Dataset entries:
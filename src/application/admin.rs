//! Admin write path for posts.
//!
//! The one place posts are mutated, and therefore the one place invalidation
//! triggers fire. Tags are normalized (slugified, deduplicated) on the way
//! in so similarity scoring compares like with like.

use std::sync::Arc;

use kindred_api_types::{PostCreateRequest, PostUpdateRequest};
use time::OffsetDateTime;
use tracing::info;
use uuid::Uuid;

use crate::cache::InvalidationTrigger;
use crate::domain::entities::PostRecord;
use crate::domain::error::DomainError;
use crate::domain::slug::derive_slug;
use crate::domain::types::{PostStatus, PostStatusExt};

use super::error::AppError;
use super::repos::{CreatePostParams, PostsRepo, PostsWriteRepo, UpdatePostParams};

const MAX_SLUG_ATTEMPTS: u32 = 32;

pub struct AdminPostService {
    posts: Arc<dyn PostsRepo>,
    writes: Arc<dyn PostsWriteRepo>,
    trigger: Arc<InvalidationTrigger>,
}

impl AdminPostService {
    pub fn new(
        posts: Arc<dyn PostsRepo>,
        writes: Arc<dyn PostsWriteRepo>,
        trigger: Arc<InvalidationTrigger>,
    ) -> Self {
        Self {
            posts,
            writes,
            trigger,
        }
    }

    pub async fn list_posts(
        &self,
        include_deleted: bool,
        limit: u32,
    ) -> Result<Vec<PostRecord>, AppError> {
        Ok(self.posts.list_posts(include_deleted, limit).await?)
    }

    pub async fn load_post(&self, id: Uuid) -> Result<Option<PostRecord>, AppError> {
        Ok(self.posts.find_by_id(id).await?)
    }

    pub async fn create_post(&self, request: PostCreateRequest) -> Result<PostRecord, AppError> {
        if request.title.trim().is_empty() {
            return Err(DomainError::validation("title must not be empty").into());
        }

        let slug = self.unique_slug(&request.title).await?;
        let tags = normalize_tags(&request.tags);
        let published_at = resolve_published_at(request.status, request.published_at);

        let post = self
            .writes
            .create_post(CreatePostParams {
                slug,
                title: request.title,
                summary: request.summary,
                tags,
                status: request.status,
                published_at,
                metadata: request.metadata,
            })
            .await?;

        info!(slug = %post.slug, status = post.status.as_str(), "Post created");

        if post.status == PostStatus::Published {
            self.trigger.post_upserted(&post.slug, &post.tags).await;
        }

        Ok(post)
    }

    pub async fn update_post(
        &self,
        id: Uuid,
        request: PostUpdateRequest,
    ) -> Result<PostRecord, AppError> {
        if request.title.trim().is_empty() {
            return Err(DomainError::validation("title must not be empty").into());
        }

        let before = self.posts.find_by_id(id).await?.ok_or(AppError::NotFound)?;

        let tags = normalize_tags(&request.tags);
        let published_at = resolve_published_at(request.status, request.published_at);

        let post = self
            .writes
            .update_post(UpdatePostParams {
                id,
                title: request.title,
                summary: request.summary,
                tags,
                status: request.status,
                published_at,
                metadata: request.metadata,
            })
            .await?;

        info!(slug = %post.slug, status = post.status.as_str(), "Post updated");

        if ranking_inputs_changed(&before, &post) {
            // Union of old and new tags so posts that only overlapped the
            // previous tag set are purged too.
            let mut tags = before.tags.clone();
            for tag in &post.tags {
                if !tags.contains(tag) {
                    tags.push(tag.clone());
                }
            }
            self.trigger.post_upserted(&post.slug, &tags).await;
        }

        Ok(post)
    }

    pub async fn delete_post(&self, id: Uuid) -> Result<PostRecord, AppError> {
        let post = self.writes.delete_post(id).await?;
        info!(slug = %post.slug, "Post deleted");

        self.trigger.post_deleted(&post.slug, &post.tags).await;
        Ok(post)
    }

    pub async fn restore_post(&self, id: Uuid) -> Result<PostRecord, AppError> {
        let post = self.writes.restore_post(id).await?;
        info!(slug = %post.slug, "Post restored");

        self.trigger.post_restored(&post.slug, &post.tags).await;
        Ok(post)
    }

    /// Derive a slug from the title, suffixing until it is free.
    async fn unique_slug(&self, title: &str) -> Result<String, AppError> {
        let base = derive_slug(title).map_err(|err| AppError::validation(err.to_string()))?;

        let mut candidate = base.clone();
        let mut attempt = 1;
        while self.posts.find_by_slug(&candidate).await?.is_some() {
            attempt += 1;
            if attempt > MAX_SLUG_ATTEMPTS {
                return Err(AppError::validation(format!(
                    "exhausted attempts to find a unique slug for `{base}`"
                )));
            }
            candidate = format!("{base}-{attempt}");
        }

        Ok(candidate)
    }
}

/// Cached rankings embed title, summary, tags, and status; any of them
/// shifting can leave stale entries behind.
fn ranking_inputs_changed(before: &PostRecord, after: &PostRecord) -> bool {
    before.tags != after.tags
        || before.status != after.status
        || before.title != after.title
        || before.summary != after.summary
}

fn normalize_tags(tags: &[String]) -> Vec<String> {
    let mut normalized = Vec::with_capacity(tags.len());
    for tag in tags {
        let Ok(tag) = derive_slug(tag) else {
            continue;
        };
        if !normalized.contains(&tag) {
            normalized.push(tag);
        }
    }
    normalized
}

fn resolve_published_at(
    status: PostStatus,
    requested: Option<OffsetDateTime>,
) -> Option<OffsetDateTime> {
    match (status, requested) {
        (PostStatus::Published, None) => Some(OffsetDateTime::now_utc()),
        (_, requested) => requested,
    }
}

• _Task_
Return all of the data above, keeping every line exactly as it appears.

• _Response area_
filename src/application/admin.rs
//! Admin write path for posts.
//!
//! The one place posts are mutated, and therefore the one place invalidation
//! triggers fire. Tags are normalized (slugified, deduplicated) on the way
//! in so similarity scoring compares like with like.

use std::sync::Arc;

use kindred_api_types::{PostCreateRequest, PostUpdateRequest};
use time::OffsetDateTime;
use tracing::info;
use uuid::Uuid;

use crate::cache::InvalidationTrigger;
use crate::domain::entities::PostRecord;
use crate::domain::error::DomainError;
use crate::domain::slug::derive_slug;
use crate::domain::types::{PostStatus, PostStatusExt};

use super::error::AppError;
use super::repos::{CreatePostParams, PostsRepo, PostsWriteRepo, UpdatePostParams};

const MAX_SLUG_ATTEMPTS: u32 = 32;

pub struct AdminPostService {
    posts: Arc<dyn PostsRepo>,
    writes: Arc<dyn PostsWriteRepo>,
    trigger: Arc<InvalidationTrigger>,
}

impl AdminPostService {
    pub fn new(
        posts: Arc<dyn PostsRepo>,
        writes: Arc<dyn PostsWriteRepo>,
        trigger: Arc<InvalidationTrigger>,
    ) -> Self {
        Self {
            posts,
            writes,
            trigger,
        }
    }

    pub async fn list_posts(
        &self,
        include_deleted: bool,
        limit: u32,
    ) -> Result<Vec<PostRecord>, AppError> {
        Ok(self.posts.list_posts(include_deleted, limit).await?)
    }

    pub async fn load_post(&self, id: Uuid) -> Result<Option<PostRecord>, AppError> {
        Ok(self.posts.find_by_id(id).await?)
    }

    pub async fn create_post(&self, request: PostCreateRequest) -> Result<PostRecord, AppError> {
        if request.title.trim().is_empty() {
            return Err(DomainError::validation("title must not be empty").into());
        }

        let slug = self.unique_slug(&request.title).await?;
        let tags = normalize_tags(&request.tags);
        let published_at = resolve_published_at(request.status, request.published_at);

        let post = self
            .writes
            .create_post(CreatePostParams {
                slug,
                title: request.title,
                summary: request.summary,
                tags,
                status: request.status,
                published_at,
                metadata: request.metadata,
            })
            .await?;

        info!(slug = %post.slug, status = post.status.as_str(), "Post created");

        if post.status == PostStatus::Published {
            self.trigger.post_upserted(&post.slug, &post.tags).await;
        }

        Ok(post)
    }

    pub async fn update_post(
        &self,
        id: Uuid,
        request: PostUpdateRequest,
    ) -> Result<PostRecord, AppError> {
        if request.title.trim().is_empty() {
            return Err(DomainError::validation("title must not be empty").into());
        }

        let before = self.posts.find_by_id(id).await?.ok_or(AppError::NotFound)?;

        let tags = normalize_tags(&request.tags);
        let published_at = resolve_published_at(request.status, request.published_at);

        let post = self
            .writes
            .update_post(UpdatePostParams {
                id,
                title: request.title,
                summary: request.summary,
                tags,
                status: request.status,
                published_at,
                metadata: request.metadata,
            })
            .await?;

        info!(slug = %post.slug, status = post.status.as_str(), "Post updated");

        if ranking_inputs_changed(&before, &post) {
            // Union of old and new tags so posts that only overlapped the
            // previous tag set are purged too.
            let mut tags = before.tags.clone();
            for tag in &post.tags {
                if !tags.contains(tag) {
                    tags.push(tag.clone());
                }
            }
            self.trigger.post_upserted(&post.slug, &tags).await;
        }

        Ok(post)
    }

    pub async fn delete_post(&self, id: Uuid) -> Result<PostRecord, AppError> {
        let post = self.writes.delete_post(id).await?;
        info!(slug = %post.slug, "Post deleted");

        self.trigger.post_deleted(&post.slug, &post.tags).await;
        Ok(post)
    }

    pub async fn restore_post(&self, id: Uuid) -> Result<PostRecord, AppError> {
        let post = self.writes.restore_post(id).await?;
        info!(slug = %post.slug, "Post restored");

        self.trigger.post_restored(&post.slug, &post.tags).await;
        Ok(post)
    }

    /// Derive a slug from the title, suffixing until it is free.
    async fn unique_slug(&self, title: &str) -> Result<String, AppError> {
        let base = derive_slug(title).map_err(|err| AppError::validation(err.to_string()))?;

        let mut candidate = base.clone();
        let mut attempt = 1;
        while self.posts.find_by_slug(&candidate).await?.is_some() {
            attempt += 1;
            if attempt > MAX_SLUG_ATTEMPTS {
                return Err(AppError::validation(format!(
                    "exhausted attempts to find a unique slug for `{base}`"
                )));
            }
            candidate = format!("{base}-{attempt}");
        }

        Ok(candidate)
    }
}

/// Cached rankings embed title, summary, tags, and status; any of them
/// shifting can leave stale entries behind.
fn ranking_inputs_changed(before: &PostRecord, after: &PostRecord) -> bool {
    before.tags != after.tags
        || before.status != after.status
        || before.title != after.title
        || before.summary != after.summary
}

fn normalize_tags(tags: &[String]) -> Vec<String> {
    let mut normalized = Vec::with_capacity(tags.len());
    for tag in tags {
        let Ok(tag) = derive_slug(tag) else {
            continue;
        };
        if !normalized.contains(&tag) {
            normalized.push(tag);
        }
    }
    normalized
}

fn resolve_published_at(
    status: PostStatus,
    requested: Option<OffsetDateTime>,
) -> Option<OffsetDateTime> {
    match (status, requested) {
        (PostStatus::Published, None) => Some(OffsetDateTime::now_utc()),
        (_, requested) => requested,
    }
}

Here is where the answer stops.